Ever wondered why your AI system works great in demos but falls apart in production? This Pod Shot deep dive tackles the art and science of AI evaluations – the secret sauce that separates reliable AI systems from expensive experiments.

Lenny sat down with two evaluation experts who've been in the trenches: Hamel Husain (former GitHub, FastAPI creator) and Shreya Shankar (Berkeley PhD, ex-Google). Here's what you'll discover:

• 🎯 The evaluation hierarchy – why unit tests beat vibes every time
• 🔄 LLM-as-judge techniques that actually work (and when they don't)
• 📊 Real-world frameworks from companies shipping AI at scale
• ⚡ Quick wins you can implement this week to improve your AI reliability

Whether you're building your first AI feature or scaling to millions of users, this one's packed with actionable insights you won't find anywhere else.

Let's dive in! 🚀 

🤖 The Definitive Guide To AI Evals

🎯 Why AI Evals Are the Most Important New Skill for Product Builders

Two years ago, nobody had heard the term "evals." Today, it's the hottest skill in AI product development. The CPOs of both Anthropic and OpenAI say it's becoming the most crucial capability for product builders. When was the last time an entirely new skill emerged that product teams had to master to stay competitive?

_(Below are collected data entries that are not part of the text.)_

//! Burst-limited gate for repetitive error logs.

use std::time::{Duration, Instant};

/// Allows up to `burst` events per `interval`, then suppresses the rest
/// until the interval rolls over.
#[derive(Debug, Clone)]
pub struct RateLimit {
    interval: Duration,
    burst: u32,
    window_start: Option<Instant>,
    printed: u32,
    suppressed: u32,
}

impl Default for RateLimit {
    /// Ten messages every five seconds.
    fn default() -> Self {
        Self::new(Duration::from_secs(5), 10)
    }
}

impl RateLimit {
    /// Create a limiter.
    #[must_use]
    pub const fn new(interval: Duration, burst: u32) -> Self {
        Self {
            interval,
            burst,
            window_start: None,
            printed: 0,
            suppressed: 0,
        }
    }

    /// Whether an event at `now` may be reported.
    ///
    /// When a new window opens, the number of events suppressed in the
    /// previous one is returned through `Some(n)` on the first allowed call.
    pub fn check(&mut self, now: Instant) -> Option<u32> {
        let expired = self
            .window_start
            .map_or(true, |start| now.duration_since(start) >= self.interval);
        if expired {
            self.window_start = Some(now);
            self.printed = 0;
        }

        if self.printed < self.burst {
            self.printed += 1;
            Some(std::mem::take(&mut self.suppressed))
        } else {
            self.suppressed = self.suppressed.saturating_add(1);
            None
        }
    }

    /// Shorthand for [`RateLimit::check`] at the current instant.
    pub fn allow(&mut self) -> Option<u32> {
        self.check(Instant::now())
    }
}

#[cfg(test)]
mod tests {
    use super::*;

    #[test]
    fn test_burst_then_suppress() {
        let mut limit = RateLimit::new(Duration::from_secs(5), 3);
        let now = Instant::now();

        assert_eq!(limit.check(now), Some(0));
        assert_eq!(limit.check(now), Some(0));
        assert_eq!(limit.check(now), Some(0));
        assert_eq!(limit.check(now), None);
        assert_eq!(limit.check(now + Duration::from_secs(1)), None);
    }

    #[test]
    fn test_new_window_reports_suppressed() {
        let mut limit = RateLimit::new(Duration::from_secs(5), 1);
        let now = Instant::now();

        assert_eq!(limit.check(now), Some(0));
        assert_eq!(limit.check(now), None);
        assert_eq!(limit.check(now), None);
        assert_eq!(limit.check(now + Duration::from_secs(5)), Some(2));
        assert_eq!(limit.check(now + Duration::from_secs(6)), None);
    }
}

This isn't just another tech buzzword. Companies building and selling evals to AI labs are among the fastest-growing in the world. The reason? To build great AI products, you need to be really good at building evals. It's the highest ROI activity you can engage in when developing AI applications.

But according to Shreya and Hamel: most people are doing evals completely wrong. They're skipping the most important step, automating too early, and building tests that don't actually improve their products. The result? They get burned, lose trust in the process, and declare themselves "anti-evals."

This recent Lenny’s Pod is the (self proclaimed) definitive guide to doing evals right, from the two people who've taught over 2,000 PMs and engineers across 500 companies—including massive teams at OpenAI, Anthropic, and every other major AI lab.

Lenny's Podcast | Hamel Husain & Shreya Shankar

🎥 Watch the full episode here
📆 Published: December 2024
🕒 Estimated Reading Time: 5 mins. Time saved: 103+ mins! 🔥

🔍 What the Hell Are Evals? (And Why Everyone Gets Them Wrong)

At its core, evals are simply a way to systematically measure and improve an AI application. Think of it as data analytics for your LLM application—a systematic way of looking at that data and creating metrics so you can iterate and improve with confidence.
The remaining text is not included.